Date

Attendees

Goals

  • Discuss Data Archive, with focus on SUI related aspects

Discussion items

JDBC-issues

  • problems talking to Qserv via JDBC
  • Tatiana posted list of internal queries that MySQL implementation of JDBC driver issues (show variable, set <various things> are the culprit)
  • short term (today/tomorrow), will try to patch Qserv - redirect these queries to mysqld used by mysql proxy  (Jacek)
  • long term - need to properly support it.
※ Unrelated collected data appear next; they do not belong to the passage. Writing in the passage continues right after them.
//! DARP (Divide Areas algorithm for Robot Partitioning): iterative
//! cost-matrix reweighting with connectivity correction (§4.3).
//!
//! Grounded on `original_source/src/planner/cpp/multi/darp.py`. Where the
//! source leans on OpenCV (`cv2.connectedComponents`, `cv2.distanceTransform`)
//! this port uses a plain flood-fill component labeler and the exact
//! two-pass squared Euclidean distance transform in
//! [`crate::distance_transform`].

use mcpp_core::config::default_darp_max_iter;
use mcpp_core::{AgentIndex, Grid, LabelMatrix, McppError, McppResult, PlannerRng};

use crate::bfs::validate_seeds;
use crate::distance_transform::distance_transform;

const EPSILON: f64 = 1e-6;
const CC_VARIATION: f64 = 0.01;
const RANDOM_LEVEL: f64 = 1e-4;

/// Run DARP to convergence (or exhaustion of `max_iter`).
///
/// `max_iter` defaults to `100 * 2^n` per §4.3; each outer restart halves
/// it and increments the balance tolerance `thresh` by one, matching the
/// source's degrade-and-retry loop.
pub fn darp_partition(
    grid: &Grid,
    seeds: &[(usize, usize)],
    max_iter: Option<usize>,
    rng: &mut PlannerRng,
) -> McppResult<LabelMatrix> {
    validate_seeds(grid, seeds)?;

    let n = seeds.len();
    let (h, w) = (grid.height(), grid.width());
    let hw = h * w;
    let free_cell_count = grid.free_count();
    let occupied: Vec<bool> = (0..h).flat_map(|r| (0..w).map(move |c| (r, c))).map(|(r, c)| !grid.is_free(r, c)).collect();

    let mut cost: Vec<Vec<f64>> = seeds
        .iter()
        .map(|&(sr, sc)| {
            (0..h)
                .flat_map(|r| (0..w).map(move |c| (r, c)))
                .map(|(r, c)| {
                    let dr = r as f64 - sr as f64;
                    let dc = c as f64 - sc as f64;
                    (dr * dr + dc * dc).sqrt()
                })
                .collect()
        })
        .collect();

    let mut thresh: i64 = if free_cell_count % n == 0 { 0 } else { 1 };
    let mut max_iter = max_iter.unwrap_or_else(|| default_darp_max_iter(n));
    let original_max_iter = max_iter;
    let mut connected = vec![true; n];

    loop {
        if max_iter == 0 {
            break;
        }
        let down_thresh = (free_cell_count as f64 - thresh as f64 * (n as i64 - 1) as f64)
            / (n as f64 * free_cell_count as f64);
        let up_thresh = (free_cell_count as f64 + thresh as f64) / (n as f64 * free_cell_count as f64);

        let mut success = false;
        let mut iteration = 0usize;

        while iteration < max_iter {
            let assignment = argmin_assignment(&cost, &occupied, hw);
            let area_counts = assign_counts(&assignment, n);

            let connected_multiplier: Vec<Vec<f64>> = (0..n)
                .map(|i| connected_multiplier_for(&assignment, seeds[i], i, h, w, &mut connected))
                .collect();

            let target = free_cell_count / n;
            if connected.iter().all(|&c| c)
                && area_counts.iter().all(|&cnt| (cnt as i64 - target as i64).unsigned_abs() as i64 <= thresh)
            {
                success = true;
                break;
            }

            let plain_errors: Vec<f64> = area_counts.iter().map(|&c| c as f64 / free_cell_count as f64).collect();
            let mut div_fair_errors = vec![0.0f64; n];
            for i in 0..n {
                if plain_errors[i] < down_thresh {
                    div_fair_errors[i] = down_thresh - plain_errors[i];
                } else if plain_errors[i] > up_thresh {
                    div_fair_errors[i] = up_thresh - plain_errors[i];
                }
            }
            let total_neg_perc: f64 = -div_fair_errors.iter().filter(|&&e| e < 0.0).sum::<f64>();
            let total_neg_plain_errors: f64 = (0..n)
                .filter(|&i| div_fair_errors[i] < 0.0)
                .map(|i| plain_errors[i])
                .sum();

            let mut correction_multiplier = vec![1.0f64; n];
            if total_neg_plain_errors != 0.0 {
                for i in 0..n {
                    if div_fair_errors[i] < 0.0 {
                        correction_multiplier[i] =
                            1.0 + plain_errors[i] * total_neg_perc / (total_neg_plain_errors * 2.0);
                    }
                }
            }

            for i in 0..n {
                let cm = correction_multiplier[i];
                for cell in 0..hw {
                    let jitter = rng.jitter(RANDOM_LEVEL);
                    cost[i][cell] *= cm * jitter * connected_multiplier[i][cell];
                }
            }

            iteration += 1;
        }

        if success {
            break;
        }
        max_iter >>= 1;
        thresh += 1;
    }

    let assignment = argmin_assignment(&cost, &occupied, hw);
    if connected.iter().all(|&c| c)
        && assign_counts(&assignment, n)
            .iter()
            .all(|&cnt| (cnt as i64 - (free_cell_count / n) as i64).unsigned_abs() as i64 <= thresh)
    {
        Ok(assignment_to_label_matrix(&assignment, h, w))
    } else {
        Err(McppError::BalanceUnreached { max_iter: original_max_iter })
    }
}

/// `argmin_i cost[i][cell]`, masked to `None` on occupied cells. Ties break
/// to the smallest agent index (§4.3: "argmin ties broken by the smallest
/// index").
fn argmin_assignment(cost: &[Vec<f64>], occupied: &[bool], hw: usize) -> Vec<Option<AgentIndex>> {
    (0..hw)
        .map(|cell| {
            if occupied[cell] {
                return None;
            }
            let mut best_i = 0usize;
            let mut best_v = cost[0][cell];
            for (i, row) in cost.iter().enumerate().skip(1) {
                if row[cell] < best_v {
                    best_v = row[cell];
                    best_i = i;
                }
            }
            Some(AgentIndex::try_from(best_i).expect("agent count fits u32"))
        })
        .collect()
}

fn assign_counts(assignment: &[Option<AgentIndex>], n: usize) -> Vec<usize> {
    let mut counts = vec![0usize; n];
    for a in assignment {
        if let Some(i) = a {
            counts[i.index()] += 1;
        }
    }
    counts
}

fn assignment_to_label_matrix(assignment: &[Option<AgentIndex>], h: usize, w: usize) -> LabelMatrix {
    let mut m = LabelMatrix::empty(h, w);
    for r in 0..h {
        for c in 0..w {
            m.set(r, c, assignment[r * w + c]);
        }
    }
    m
}

/// Per-agent connected-component correction multiplier, an `h*w` flat array
/// (§4.3 step 2). Updates `connected[i]` as a side effect, mirroring the
/// source's `self.connected` bookkeeping.
fn connected_multiplier_for(
    assignment: &[Option<AgentIndex>],
    seed: (usize, usize),
    i: usize,
    h: usize,
    w: usize,
    connected: &mut [bool],
) -> Vec<f64> {
    let agent = AgentIndex::try_from(i).expect("agent count fits u32");
    let mask: Vec<bool> = assignment.iter().map(|&a| a == Some(agent)).collect();
    let components = label_components(&mask, h, w);
    let num_components = components.iter().copied().max().unwrap_or(0);

    if num_components <= 1 {
        connected[i] = true;
        return vec![1.0; h * w];
    }
    connected[i] = false;

    let seed_label = components[seed.0 * w + seed.1];
    let primary_mask: Vec<bool> = components.iter().map(|&l| l == seed_label).collect();
    let other_mask: Vec<bool> = components.iter().map(|&l| l != 0 && l != seed_label).collect();

    let mut dist1 = normalize(&distance_transform(&primary_mask, h, w));
    for v in &mut dist1 {
        *v += 1.0;
    }
    let dist2 = normalize(&distance_transform(&other_mask, h, w));

    let raw: Vec<f64> = dist1.iter().zip(dist2.iter()).map(|(a, b)| a - b).collect();
    let normalized = normalize(&raw);
    normalized.into_iter().map(|v| (v * 2.0 - 1.0) * CC_VARIATION + 1.0).collect()
}

fn normalize(values: &[f64]) -> Vec<f64> {
    let min = values.iter().cloned().fold(f64::INFINITY, f64::min);
    let max = values.iter().cloned().fold(f64::NEG_INFINITY, f64::max);
    let span = max - min + EPSILON;
    values.iter().map(|&v| (v - min) / span).collect()
}

/// 4-connected component labeling of `mask` (row-major flood fill).
/// Label `0` means "not in mask"; components are numbered `1..=k` in the
/// order their first cell is encountered in row-major scan order (stable,
/// deterministic).
fn label_components(mask: &[bool], h: usize, w: usize) -> Vec<i32> {
    let mut labels = vec![0i32; h * w];
    let mut next_label = 1i32;
    let mut stack = Vec::new();
    for r in 0..h {
        for c in 0..w {
            let idx = r * w + c;
            if !mask[idx] || labels[idx] != 0 {
                continue;
            }
            labels[idx] = next_label;
            stack.push((r, c));
            while let Some((cr, cc)) = stack.pop() {
                for (nr, nc) in mcpp_core::grid::neighbors4_bounded(cr, cc, h, w) {
                    let nidx = nr * w + nc;
                    if mask[nidx] && labels[nidx] == 0 {
                        labels[nidx] = next_label;
                        stack.push((nr, nc));
                    }
                }
            }
            next_label += 1;
        }
    }
    labels
}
Action item: file a new issue (Jacek)

DataCat

  • Catalog originally developed by SLAC for Fermi Gamma-ray
  • key features: metadata (blended mix of structured and unstructured), crawlers with pluggable project-specific components REST api, efficient searching.
  • Yesterday we had a very productive discussion with the team that built it / use it
  • relevant overview doc: https://github.com/brianv0/datacat-doc/blob/master/LSST-Datacat-overview.md
  • unless we missed it, there is no special optimization for spatial searches, will need to look into that
  • plan: evaluate for few weeks (mostly John, with help from Brian from the Fermi team)
  • need to consider L3 use cases
  • how to handle virtual files? Register and keep information in the catalog, generation data on the fly as needed
  • format of generated fits headers?

Naming

  • "global catalog"? NO! The worst choice
  • "metadata store". Yes, it is ok, at least for now

List-bases service

  • belongs to Data Access more than SUI, Data Access knows better how to optimize
  • tentative decision: don't keep as a standalone service, push into Qserv and Image Service
  • example for qserv: user uploads a list of (ra, decl, distance) points to a table, writes a joins with that table
  • worry: most obvious way for user to write this query will be very slow. There are ways to optimize it internally under the hood, Serge knows how. Not obvious how much complexity it will bring. Will discuss at Qserv meeting tomorrow

Security

  • every science user should have mysql credentials
  • yes, we can still do single sign on: web api will wrap it and upon successful authentication (through a cookie or whatever) it will find and use mysql-credentials associated with that user

Location of metadata

  • central store better than kept near the data
  • file systems are bad with searching
  • we can always use distributed key-value store if needed to scale

Future meetings

  • weekly, Mondays at 11:00 am pacific, starting this coming Monday Nov 24, via standard database hangout (nwb)